Lasagna: the perfect recipe!

The origins

A bit of etymology, to begin with: the word lasagna, which appeared in the 13th century, comes from the Greek lasana which means kitchen tripod. This word therefore originally designated the support on which the lasagna was prepared.
Before being a tasty dish, the word lasagna indicates pulled pasta, but the name refers above all to the dish consisting of alternating layers of pasta, cheese (ricotta, mozzarella or parmesan), ragù and bechamel. But any culinary innovation is welcome: there are numerous variations of traditional lasagna, including green lasagna, where spinach is added to the dough and vegetarian ones, in which radicchio and gorgonzola or broccoli, scamorza can be used instead of meat sauce. or artichokes.

Basic recipe (for 8 people)

Ingrediants

See also

Vegetarian lasagna: 6 finger-licking recipes!
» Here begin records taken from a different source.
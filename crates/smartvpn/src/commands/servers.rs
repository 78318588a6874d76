//! Servers screen: inventory with the connected row marked, and
//! connect-by-id.

use tabled::Tabled;

use smartvpn_core::{Client, ServerRow, ServersView, Session};

use crate::cli::GlobalOpts;
use crate::error::CliError;
use crate::output;

use super::{RenderView, finish, warn_if_degraded};

// ── Table rows ──────────────────────────────────────────────────────

#[derive(Tabled)]
struct ServerTableRow {
    #[tabled(rename = "")]
    active: &'static str,
    #[tabled(rename = "ID")]
    id: String,
    #[tabled(rename = "Name")]
    name: String,
    #[tabled(rename = "Host")]
    host: String,
    #[tabled(rename = "Protocol")]
    protocol: String,
    #[tabled(rename = "Country")]
    country: String,
}

impl From<&ServerRow> for ServerTableRow {
    fn from(s: &ServerRow) -> Self {
        Self {
            active: if s.active { "*" } else { "" },
            id: s.id.clone(),
            name: s.name.clone(),
            host: s.host.clone(),
            protocol: s.protocol.to_uppercase(),
            country: s.country.clone(),
        }
    }
}

impl RenderView for ServersView {
    fn render(&self, global: &GlobalOpts) -> Result<String, CliError> {
        output::render_list(
            &global.output,
            &self.rows,
            |s| ServerTableRow::from(s),
            |s| s.id.clone(),
        )
    }
}

// ── Handler ─────────────────────────────────────────────────────────

/// Row tap on the Servers screen. The id is sent as given; the backend
/// decides whether it exists.
pub async fn connect(
    session: &Session<Client>,
    server_id: String,
    global: &GlobalOpts,
) -> Result<(), CliError> {
    let servers = session.servers();
    let loaded = servers.settled().await;
    warn_if_degraded(&loaded, global);

    let report = session.connect_to_server(&servers, server_id).await;
    if !global.quiet {
        eprintln!("-> {}", report.action);
    }

    output::print_output(&servers.view().render(global)?, global.quiet);
    finish(&report)
}
// Scripted in-memory backend for core tests.

#![allow(clippy::unwrap_used)]

use std::collections::VecDeque;
use std::sync::{Arc, Mutex};

use tokio::sync::oneshot;

use smartvpn_api::{
    Ack, ConnectionState, HistoryEntry, HistoryKind, ServerSummary, StatsSummary, SystemStatus,
};

use crate::backend::Backend;
use crate::error::CoreError;

#[derive(Debug, Clone, PartialEq, Eq)]
pub(crate) enum Call {
    Status,
    History,
    Connect(String),
    Disconnect,
}

#[derive(Default)]
struct FakeState {
    status: SystemStatus,
    history: Vec<HistoryEntry>,
    failing: Option<CoreError>,
}

/// Connect/disconnect flip the connection the way the real backend does;
/// status reads can be held back with [`FakeBackend::gate_status`].
pub(crate) struct FakeBackend {
    state: Mutex<FakeState>,
    calls: Mutex<Vec<Call>>,
    status_gates: Mutex<VecDeque<oneshot::Receiver<()>>>,
}

impl FakeBackend {
    pub(crate) fn new(status: SystemStatus) -> Arc<Self> {
        Arc::new(Self {
            state: Mutex::new(FakeState {
                status,
                ..FakeState::default()
            }),
            calls: Mutex::new(Vec::new()),
            status_gates: Mutex::new(VecDeque::new()),
        })
    }

    pub(crate) fn set_status(&self, status: SystemStatus) {
        self.state.lock().unwrap().status = status;
    }

    pub(crate) fn set_history(&self, history: Vec<HistoryEntry>) {
        self.state.lock().unwrap().history = history;
    }

    /// Every call fails with `error` until cleared.
    pub(crate) fn set_failing(&self, error: Option<CoreError>) {
        self.state.lock().unwrap().failing = error;
    }

    /// Hold the next status read until the returned sender fires. The
    /// snapshot it returns is captured when the request arrives.
    pub(crate) fn gate_status(&self) -> oneshot::Sender<()> {
        let (tx, rx) = oneshot::channel();
        self.status_gates.lock().unwrap().push_back(rx);
        tx
    }

    pub(crate) fn calls(&self) -> Vec<Call> {
        self.calls.lock().unwrap().clone()
    }

    pub(crate) fn status_calls(&self) -> usize {
        self.calls().iter().filter(|c| **c == Call::Status).count()
    }

    pub(crate) fn mutations(&self) -> Vec<Call> {
        self.calls()
            .into_iter()
            .filter(|c| matches!(c, Call::Connect(_) | Call::Disconnect))
            .collect()
    }

    fn record(&self, call: Call) -> Result<(), CoreError> {
        self.calls.lock().unwrap().push(call);
        match &self.state.lock().unwrap().failing {
            Some(error) => Err(error.clone()),
            None => Ok(()),
        }
    }
}

impl Backend for FakeBackend {
    async fn status(&self) -> Result<SystemStatus, CoreError> {
        self.record(Call::Status)?;
        let snapshot = self.state.lock().unwrap().status.clone();
        let gate = self.status_gates.lock().unwrap().pop_front();
        if let Some(gate) = gate {
            let _ = gate.await;
        }
        Ok(snapshot)
    }

    async fn history(&self) -> Result<Vec<HistoryEntry>, CoreError> {
        self.record(Call::History)?;
        Ok(self.state.lock().unwrap().history.clone())
    }

    async fn connect(&self, server_id: &str) -> Result<Ack, CoreError> {
        self.record(Call::Connect(server_id.to_owned()))?;
        let mut state = self.state.lock().unwrap();
        let Some(server) = state.status.servers.iter().find(|s| s.id == server_id) else {
            return Err(CoreError::Http {
                status: 404,
                message: "Server not found".into(),
            });
        };
        let connection = ConnectionState {
            connected: true,
            server_id: Some(server.id.clone()),
            server_name: Some(server.name.clone()),
        };
        state.status.connection = connection;
        Ok(serde_json::json!({ "connected": true }))
    }

    async fn disconnect(&self) -> Result<Ack, CoreError> {
        self.record(Call::Disconnect)?;
        self.state.lock().unwrap().status.connection = ConnectionState::default();
        Ok(Ack::Null)
    }
}

// ── Fixtures ─────────────────────────────────────────────────────────

pub(crate) fn server(id: &str, name: &str) -> ServerSummary {
    ServerSummary {
        id: id.into(),
        name: name.into(),
        host: format!("{id}.vpn.example"),
        protocol: "wireguard".into(),
        country: "XX".into(),
    }
}

/// Disconnected, two servers known.
pub(crate) fn disconnected_with_servers() -> SystemStatus {
    SystemStatus {
        connection: ConnectionState::default(),
        servers: vec![server("sg-1", "Singapore"), server("us-1", "New York")],
        rules: Vec::new(),
        stats: StatsSummary {
            total_servers: 2,
            active_rules: 3,
        },
    }
}

/// Connected to `sg-1`.
pub(crate) fn singapore() -> SystemStatus {
    let mut status = disconnected_with_servers();
    status.connection = ConnectionState {
        connected: true,
        server_id: Some("sg-1".into()),
        server_name: Some("Singapore".into()),
    };
    status
}

pub(crate) fn history_entry(id: &str, kind: HistoryKind) -> HistoryEntry {
    HistoryEntry {
        id: id.into(),
        kind,
        server: "Singapore".into(),
        timestamp: "2024-06-15T10:30:00Z".into(),
    }
}

/// Let spawned tasks run until they park.
pub(crate) async fn settle() {
    for _ in 0..64 {
        tokio::task::yield_now().await;
    }
}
Quiche Lorraine recipe: the original recipe for a perfect quiche!

The secrets for the perfect meatball!

Bechamel and topping

1 pack of lasagna pasta

50 g of flour

3 onions, 2 cloves of garlic

50 g of butter

1 celery branch, 1 carrot

1 l of milk

600 g of ground beef

3 pinches of grated nutmeg

800 g of tomato sauce

70 g of grated cheese

1 glass of red wine + 1 glass of water

125 g of Parmesan cheese

Thyme, bay leaf, basil

butter

Preparation:

Chop the onions. Crush the garlic. Chop carrot and celery. Fry the garlic and onion in a little olive oil. Add the carrot and celery. Then the meat. Suffer it all. Then add the red wine. Let it evaporate.

Add the puree, the glass of water and the spices. Season with salt and pepper and then leave to cook over low heat for 45 minutes.

Make the bechamel: melt the butter and then add the flour off the heat. Put it back on the heat and mix with a whisk until it takes on a smooth and homogeneous consistency. Add the milk slowly. Do not stop stirring until the mixture thickens. Then, perfume with nutmeg and season with salt and pepper. Cook for about 5 minutes over very low heat, always stirring.

Grease the lasagna pan. Cover the bottom with a thin layer of béchamel and then begin to stratify: lasagna, sauce and parmesan, in three layers. On the last layer of lasagna, put only the béchamel and cover with grated cheese. Sprinkle with a few curls of butter. Bake in the oven at 200 ° C for about 25 minutes. Serve hot!